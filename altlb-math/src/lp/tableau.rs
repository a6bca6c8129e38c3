//! Dense Simplex Tableau with Bland's Rule.
//!
//! Each row stores `num_cols` coefficients followed by its right-hand side.
//! The tableau is kept in canonical form: the basic column of a row has a
//! unit entry in that row and zeros elsewhere, and every right-hand side
//! is non-negative. The reduced cost row is maintained alongside.
//!
//! ## References
//!
//! - Bland: "New finite pivoting rules for the simplex method" (1977)
//! - Chvátal: "Linear Programming", chapter 3 (1983)

use super::ColId;
use num_rational::BigRational;
use num_traits::{One, Signed, Zero};
use rustc_hash::FxHashMap;
use std::time::Instant;

/// Tableau statistics.
#[derive(Debug, Clone, Default)]
pub struct TableauStats {
    /// Number of pivot operations
    pub pivots: usize,
    /// Number of ratio tests
    pub ratio_tests: usize,
    /// Rows removed as redundant
    pub dropped_rows: usize,
}

/// Result of a pivoting run.
#[derive(Debug, Clone, Copy, PartialEq, Eq)]
pub enum PivotOutcome {
    /// No improving column remains
    Optimal,
    /// An improving column has no blocking row
    Unbounded,
    /// Iteration cap or deadline reached
    LimitReached,
}

/// Limits applied to a pivoting run.
#[derive(Debug, Clone, Copy)]
pub struct PivotLimits {
    /// Maximum number of pivots
    pub max_pivots: usize,
    /// Wall-clock deadline
    pub deadline: Option<Instant>,
}

impl Default for PivotLimits {
    fn default() -> Self {
        Self {
            max_pivots: 100_000,
            deadline: None,
        }
    }
}

/// Simplex tableau in canonical form.
#[derive(Debug, Clone)]
pub struct Tableau {
    /// Constraint rows, `num_cols` coefficients then the right-hand side
    rows: Vec<Vec<BigRational>>,
    /// Basic column of each row
    basis: Vec<ColId>,
    /// Reduced costs, one per column
    costs: Vec<BigRational>,
    /// Columns that may never enter the basis
    blocked: Vec<bool>,
    num_cols: usize,
    stats: TableauStats,
}

impl Tableau {
    /// Create a tableau from rows already in canonical form for `basis`.
    pub fn new(rows: Vec<Vec<BigRational>>, basis: Vec<ColId>, num_cols: usize) -> Self {
        debug_assert_eq!(rows.len(), basis.len());
        debug_assert!(rows.iter().all(|row| row.len() == num_cols + 1));
        Self {
            rows,
            basis,
            costs: vec![BigRational::zero(); num_cols],
            blocked: vec![false; num_cols],
            num_cols,
            stats: TableauStats::default(),
        }
    }

    /// Number of rows.
    pub fn num_rows(&self) -> usize {
        self.rows.len()
    }

    /// Number of columns (excluding the right-hand side).
    pub fn num_cols(&self) -> usize {
        self.num_cols
    }

    /// Basic column of every row.
    pub fn basis(&self) -> &[ColId] {
        &self.basis
    }

    /// Coefficient at `(row, col)`.
    pub fn entry(&self, row: usize, col: ColId) -> &BigRational {
        &self.rows[row][col]
    }

    /// Right-hand side of `row`.
    pub fn rhs(&self, row: usize) -> &BigRational {
        &self.rows[row][self.num_cols]
    }

    /// Get statistics.
    pub fn stats(&self) -> &TableauStats {
        &self.stats
    }

    /// Forbid `col` from entering the basis.
    pub fn block_column(&mut self, col: ColId) {
        self.blocked[col] = true;
    }

    /// Install a cost vector (to be minimized) and price out the basic columns.
    pub fn set_costs(&mut self, costs: &[BigRational]) {
        debug_assert_eq!(costs.len(), self.num_cols);
        self.costs = costs.to_vec();
        for (row, &basic) in self.rows.iter().zip(&self.basis) {
            let factor = costs[basic].clone();
            if factor.is_zero() {
                continue;
            }
            for (cost, coeff) in self.costs.iter_mut().zip(row.iter()) {
                if !coeff.is_zero() {
                    *cost -= &factor * coeff;
                }
            }
        }
    }

    /// Objective value `sum(costs[basis[i]] * rhs[i])` for the given costs.
    pub fn objective_value(&self, costs: &[BigRational]) -> BigRational {
        self.basis
            .iter()
            .enumerate()
            .fold(BigRational::zero(), |acc, (row, &col)| {
                acc + &costs[col] * self.rhs(row)
            })
    }

    /// Pivot until optimal, unbounded or a limit is hit.
    pub fn optimize(&mut self, limits: &PivotLimits) -> PivotOutcome {
        let mut pivots = 0;
        loop {
            let Some(col) = self.select_entering() else {
                return PivotOutcome::Optimal;
            };
            let Some(row) = self.select_leaving(col) else {
                return PivotOutcome::Unbounded;
            };

            if pivots >= limits.max_pivots {
                return PivotOutcome::LimitReached;
            }
            if let Some(deadline) = limits.deadline
                && Instant::now() >= deadline
            {
                return PivotOutcome::LimitReached;
            }

            self.pivot(row, col);
            pivots += 1;
        }
    }

    /// Bland's rule: the lowest-index unblocked column with negative reduced cost.
    fn select_entering(&self) -> Option<ColId> {
        self.costs
            .iter()
            .enumerate()
            .find(|(col, cost)| !self.blocked[*col] && cost.is_negative())
            .map(|(col, _)| col)
    }

    /// Minimum ratio test, ties broken by the lowest basic column.
    fn select_leaving(&mut self, col: ColId) -> Option<usize> {
        self.stats.ratio_tests += 1;

        let mut best: Option<(usize, BigRational)> = None;
        for (i, row) in self.rows.iter().enumerate() {
            let coeff = &row[col];
            if !coeff.is_positive() {
                continue;
            }
            let ratio = &row[self.num_cols] / coeff;
            let better = match &best {
                None => true,
                Some((best_row, best_ratio)) => {
                    ratio < *best_ratio
                        || (ratio == *best_ratio && self.basis[i] < self.basis[*best_row])
                }
            };
            if better {
                best = Some((i, ratio));
            }
        }

        best.map(|(row, _)| row)
    }

    /// Make `col` basic in `row`.
    pub fn pivot(&mut self, row: usize, col: ColId) {
        let pivot_element = self.rows[row][col].clone();
        if pivot_element.is_zero() {
            return; // Degenerate pivot
        }

        let mut pivot_row = std::mem::take(&mut self.rows[row]);
        if !pivot_element.is_one() {
            for elem in pivot_row.iter_mut().filter(|e| !e.is_zero()) {
                *elem = &*elem / &pivot_element;
            }
        }

        // Only the non-zero positions of the pivot row change other rows.
        let support: Vec<usize> = pivot_row
            .iter()
            .enumerate()
            .filter(|(_, e)| !e.is_zero())
            .map(|(j, _)| j)
            .collect();

        for (i, other) in self.rows.iter_mut().enumerate() {
            if i == row {
                continue;
            }
            let multiplier = other[col].clone();
            if multiplier.is_zero() {
                continue;
            }
            for &j in &support {
                other[j] -= &multiplier * &pivot_row[j];
            }
        }

        let cost_multiplier = self.costs[col].clone();
        if !cost_multiplier.is_zero() {
            for &j in support.iter().filter(|&&j| j < self.num_cols) {
                self.costs[j] -= &cost_multiplier * &pivot_row[j];
            }
        }

        self.rows[row] = pivot_row;
        self.basis[row] = col;
        self.stats.pivots += 1;
    }

    /// Any non-zero column of `row` accepted by `eligible`, lowest index first.
    pub fn find_pivot_column(
        &self,
        row: usize,
        eligible: impl Fn(ColId) -> bool,
    ) -> Option<ColId> {
        self.rows[row][..self.num_cols]
            .iter()
            .enumerate()
            .find(|(col, coeff)| eligible(*col) && !coeff.is_zero())
            .map(|(col, _)| col)
    }

    /// Remove a row, e.g. a redundant equality whose basic column is artificial.
    pub fn drop_row(&mut self, row: usize) {
        self.rows.remove(row);
        self.basis.remove(row);
        self.stats.dropped_rows += 1;
    }

    /// Value of every basic column.
    pub fn basic_values(&self) -> FxHashMap<ColId, BigRational> {
        let mut solution = FxHashMap::default();

        for (i, &col) in self.basis.iter().enumerate() {
            solution.insert(col, self.rhs(i).clone());
        }

        solution
    }
}

#[cfg(test)]
mod tests {
    use super::*;
    use crate::rational::rat;

    /// x + y + s1 = 4, x + 3y + s2 = 6, basis {s1, s2}
    fn small_tableau() -> Tableau {
        let rows = vec![
            vec![rat(1), rat(1), rat(1), rat(0), rat(4)],
            vec![rat(1), rat(3), rat(0), rat(1), rat(6)],
        ];
        Tableau::new(rows, vec![2, 3], 4)
    }

    #[test]
    fn test_tableau_creation() {
        let tableau = small_tableau();
        assert_eq!(tableau.num_rows(), 2);
        assert_eq!(tableau.num_cols(), 4);
        assert_eq!(tableau.stats().pivots, 0);
    }

    #[test]
    fn test_pivot_keeps_canonical_form() {
        let mut tableau = small_tableau();
        tableau.pivot(1, 1);

        assert_eq!(tableau.basis(), &[2, 1]);
        assert_eq!(tableau.entry(1, 1), &rat(1));
        assert_eq!(tableau.entry(0, 1), &rat(0));
        assert_eq!(tableau.rhs(1), &rat(2));
        assert_eq!(tableau.rhs(0), &rat(2));
    }

    #[test]
    fn test_optimize_minimizes() {
        // minimize -x - 2y
        let mut tableau = small_tableau();
        let costs = vec![rat(-1), rat(-2), rat(0), rat(0)];
        tableau.set_costs(&costs);

        let outcome = tableau.optimize(&PivotLimits::default());
        assert_eq!(outcome, PivotOutcome::Optimal);
        // Optimum at x = 3, y = 1
        assert_eq!(tableau.objective_value(&costs), rat(-5));
        let values = tableau.basic_values();
        assert_eq!(values.get(&0), Some(&rat(3)));
        assert_eq!(values.get(&1), Some(&rat(1)));
    }

    #[test]
    fn test_blocked_column_never_enters() {
        let mut tableau = small_tableau();
        tableau.block_column(1);
        tableau.set_costs(&[rat(0), rat(-1), rat(0), rat(0)]);

        assert_eq!(tableau.optimize(&PivotLimits::default()), PivotOutcome::Optimal);
        assert_eq!(tableau.basis(), &[2, 3]);
    }

    #[test]
    fn test_unbounded_detection() {
        // x - y + s = 1: y can grow without bound
        let rows = vec![vec![rat(1), rat(-1), rat(1), rat(1)]];
        let mut tableau = Tableau::new(rows, vec![2], 3);
        tableau.set_costs(&[rat(0), rat(-1), rat(0)]);

        assert_eq!(
            tableau.optimize(&PivotLimits::default()),
            PivotOutcome::Unbounded
        );
    }

    #[test]
    fn test_pivot_limit() {
        let mut tableau = small_tableau();
        tableau.set_costs(&[rat(-1), rat(-2), rat(0), rat(0)]);
        let limits = PivotLimits {
            max_pivots: 0,
            deadline: None,
        };

        assert_eq!(tableau.optimize(&limits), PivotOutcome::LimitReached);
    }

    #[test]
    fn test_drop_row() {
        let mut tableau = small_tableau();
        tableau.drop_row(0);
        assert_eq!(tableau.num_rows(), 1);
        assert_eq!(tableau.basis(), &[3]);
        assert_eq!(tableau.stats().dropped_rows, 1);
    }
}
//! Parallel probing of one constant over a candidate set.
//!
//! Every candidate annotation is an independent feasibility query. Queries
//! run on a rayon pool; an atomic holds the smallest candidate index found
//! feasible so far, and a task whose index is larger skips its query. A
//! second atomic holds the smallest index whose query failed. All indices
//! below either minimum are always decided, so the witness (or the error)
//! is the earliest in enumeration order regardless of scheduling.

use crate::annotation::Annotation;
use crate::builder::ProgramBuilder;
use crate::error::SearchError;
use crate::oracle::{FeasibilityOracle, InstabilityReason, OracleError, Verdict};
use crate::program::Assignment;
use crate::report::{SearchStats, UnstableQuery, Witness};
use altlb_math::rational::to_f64;
use num_rational::BigRational;
use rayon::ThreadPool;
use rayon::prelude::*;
use std::sync::atomic::{AtomicUsize, Ordering};
use std::time::{Duration, Instant};
use tracing::{debug, warn};

/// Where queries run.
#[derive(Debug, Clone, Copy)]
pub enum Parallelism<'a> {
    /// One query after another on the calling thread
    Sequential,
    /// The global rayon pool
    Global,
    /// A dedicated pool
    Pool(&'a ThreadPool),
}

/// Everything learned by probing one constant.
#[derive(Debug, Clone, Default)]
pub struct ProbeOutcome {
    /// Earliest provable annotation, with its assignment
    pub witness: Option<Witness>,
    /// Every provable annotation, in order (only when collecting all)
    pub all_witnesses: Vec<Witness>,
    /// Undecided queries
    pub unstable: Vec<UnstableQuery>,
    /// Counters for this probe
    pub stats: SearchStats,
}

enum Task {
    Feasible(Assignment),
    Infeasible,
    Unstable(InstabilityReason),
    Skipped,
}

/// Runs the queries of one probe.
pub struct Prober<'a, O: FeasibilityOracle + ?Sized> {
    builder: ProgramBuilder<'a>,
    oracle: &'a O,
    parallelism: Parallelism<'a>,
    query_timeout: Option<Duration>,
    deadline: Option<(Instant, Duration)>,
}

impl<'a, O: FeasibilityOracle + ?Sized> Prober<'a, O> {
    /// Create a sequential prober.
    pub fn new(builder: ProgramBuilder<'a>, oracle: &'a O) -> Self {
        Self {
            builder,
            oracle,
            parallelism: Parallelism::Sequential,
            query_timeout: None,
            deadline: None,
        }
    }

    /// Choose where queries run.
    pub fn with_parallelism(mut self, parallelism: Parallelism<'a>) -> Self {
        self.parallelism = parallelism;
        self
    }

    /// Time limit handed to every oracle query.
    pub fn with_query_timeout(mut self, timeout: Option<Duration>) -> Self {
        self.query_timeout = timeout;
        self
    }

    /// Abort with [`SearchError::DeadlineExceeded`] once `deadline` passes.
    pub fn with_deadline(mut self, deadline: Option<(Instant, Duration)>) -> Self {
        self.deadline = deadline;
        self
    }

    /// Find the earliest candidate provable at `constant`.
    pub fn probe(
        &self,
        candidates: &[Annotation],
        constant: &BigRational,
    ) -> Result<ProbeOutcome, SearchError> {
        self.run(candidates, constant, true)
    }

    /// Decide every candidate at `constant`, without cancellation.
    pub fn probe_all(
        &self,
        candidates: &[Annotation],
        constant: &BigRational,
    ) -> Result<ProbeOutcome, SearchError> {
        self.run(candidates, constant, false)
    }

    fn run(
        &self,
        candidates: &[Annotation],
        constant: &BigRational,
        first_only: bool,
    ) -> Result<ProbeOutcome, SearchError> {
        let best = AtomicUsize::new(usize::MAX);
        let failed_at = AtomicUsize::new(usize::MAX);

        let evaluate = |index: usize, annotation: &Annotation| -> Result<Task, SearchError> {
            if failed_at.load(Ordering::Acquire) < index
                || (first_only && best.load(Ordering::Acquire) < index)
            {
                return Ok(Task::Skipped);
            }
            if let Some((deadline, budget)) = self.deadline
                && Instant::now() >= deadline
            {
                failed_at.fetch_min(index, Ordering::AcqRel);
                return Err(SearchError::DeadlineExceeded(budget));
            }

            let program = self.builder.build(annotation, constant);
            match self.oracle.solve(&program, self.query_timeout) {
                Ok(Verdict::Feasible(assignment)) => {
                    best.fetch_min(index, Ordering::AcqRel);
                    Ok(Task::Feasible(assignment))
                }
                Ok(Verdict::Infeasible) => Ok(Task::Infeasible),
                Ok(Verdict::NumericallyUnstable(reason)) => {
                    warn!(
                        annotation = %annotation.compact(),
                        constant = to_f64(constant),
                        %reason,
                        "query undecided, treating as not provable"
                    );
                    Ok(Task::Unstable(reason))
                }
                Err(OracleError::Unavailable(message)) => {
                    failed_at.fetch_min(index, Ordering::AcqRel);
                    Err(SearchError::OracleUnavailable(message))
                }
            }
        };

        let results: Vec<Result<Task, SearchError>> = match self.parallelism {
            Parallelism::Sequential => {
                let mut results = Vec::with_capacity(candidates.len());
                for (index, annotation) in candidates.iter().enumerate() {
                    let result = evaluate(index, annotation);
                    let stop = match &result {
                        Ok(Task::Feasible(_)) => first_only,
                        Err(_) => true,
                        _ => false,
                    };
                    results.push(result);
                    if stop {
                        break;
                    }
                }
                results.resize_with(candidates.len(), || Ok(Task::Skipped));
                results
            }
            Parallelism::Global => candidates
                .par_iter()
                .enumerate()
                .map(|(index, annotation)| evaluate(index, annotation))
                .collect(),
            Parallelism::Pool(pool) => pool.install(|| {
                candidates
                    .par_iter()
                    .enumerate()
                    .map(|(index, annotation)| evaluate(index, annotation))
                    .collect()
            }),
        };

        let mut outcome = ProbeOutcome::default();
        outcome.stats.probes = 1;
        for (annotation, result) in candidates.iter().zip(results) {
            let task = match result {
                Ok(task) => task,
                // Failures after the earliest witness cannot change it.
                Err(_) if first_only && outcome.witness.is_some() => {
                    outcome.stats.skipped += 1;
                    continue;
                }
                Err(e) => return Err(e),
            };
            match task {
                Task::Feasible(assignment) => {
                    outcome.stats.queries += 1;
                    outcome.stats.feasible += 1;
                    let witness = Witness {
                        annotation: annotation.clone(),
                        constant: constant.clone(),
                        assignment,
                    };
                    if outcome.witness.is_none() {
                        outcome.witness = Some(witness.clone());
                    }
                    if !first_only {
                        outcome.all_witnesses.push(witness);
                    }
                }
                Task::Infeasible => {
                    outcome.stats.queries += 1;
                    outcome.stats.infeasible += 1;
                }
                Task::Unstable(reason) => {
                    outcome.stats.queries += 1;
                    outcome.stats.unstable += 1;
                    outcome.unstable.push(UnstableQuery {
                        annotation: annotation.compact(),
                        constant: to_f64(constant),
                        reason,
                    });
                }
                Task::Skipped => outcome.stats.skipped += 1,
            }
        }

        debug!(
            constant = to_f64(constant),
            queries = outcome.stats.queries,
            skipped = outcome.stats.skipped,
            witness = outcome.witness.as_ref().map(|w| w.annotation.compact()),
            "probe finished"
        );
        Ok(outcome)
    }
}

===============

Using the entries above, return exactly the lines from the line with "use rustc_hash::FxHashMap;" to the line with "pub struct PivotLimits", counting both of those lines.

use rustc_hash::FxHashMap;
use std::time::Instant;

/// Tableau statistics.
#[derive(Debug, Clone, Default)]
pub struct TableauStats {
    /// Number of pivot operations
    pub pivots: usize,
    /// Number of ratio tests
    pub ratio_tests: usize,
    /// Rows removed as redundant
    pub dropped_rows: usize,
}

/// Result of a pivoting run.
#[derive(Debug, Clone, Copy, PartialEq, Eq)]
pub enum PivotOutcome {
    /// No improving column remains
    Optimal,
    /// An improving column has no blocking row
    Unbounded,
    /// Iteration cap or deadline reached
    LimitReached,
}

/// Limits applied to a pivoting run.
#[derive(Debug, Clone, Copy)]
pub struct PivotLimits {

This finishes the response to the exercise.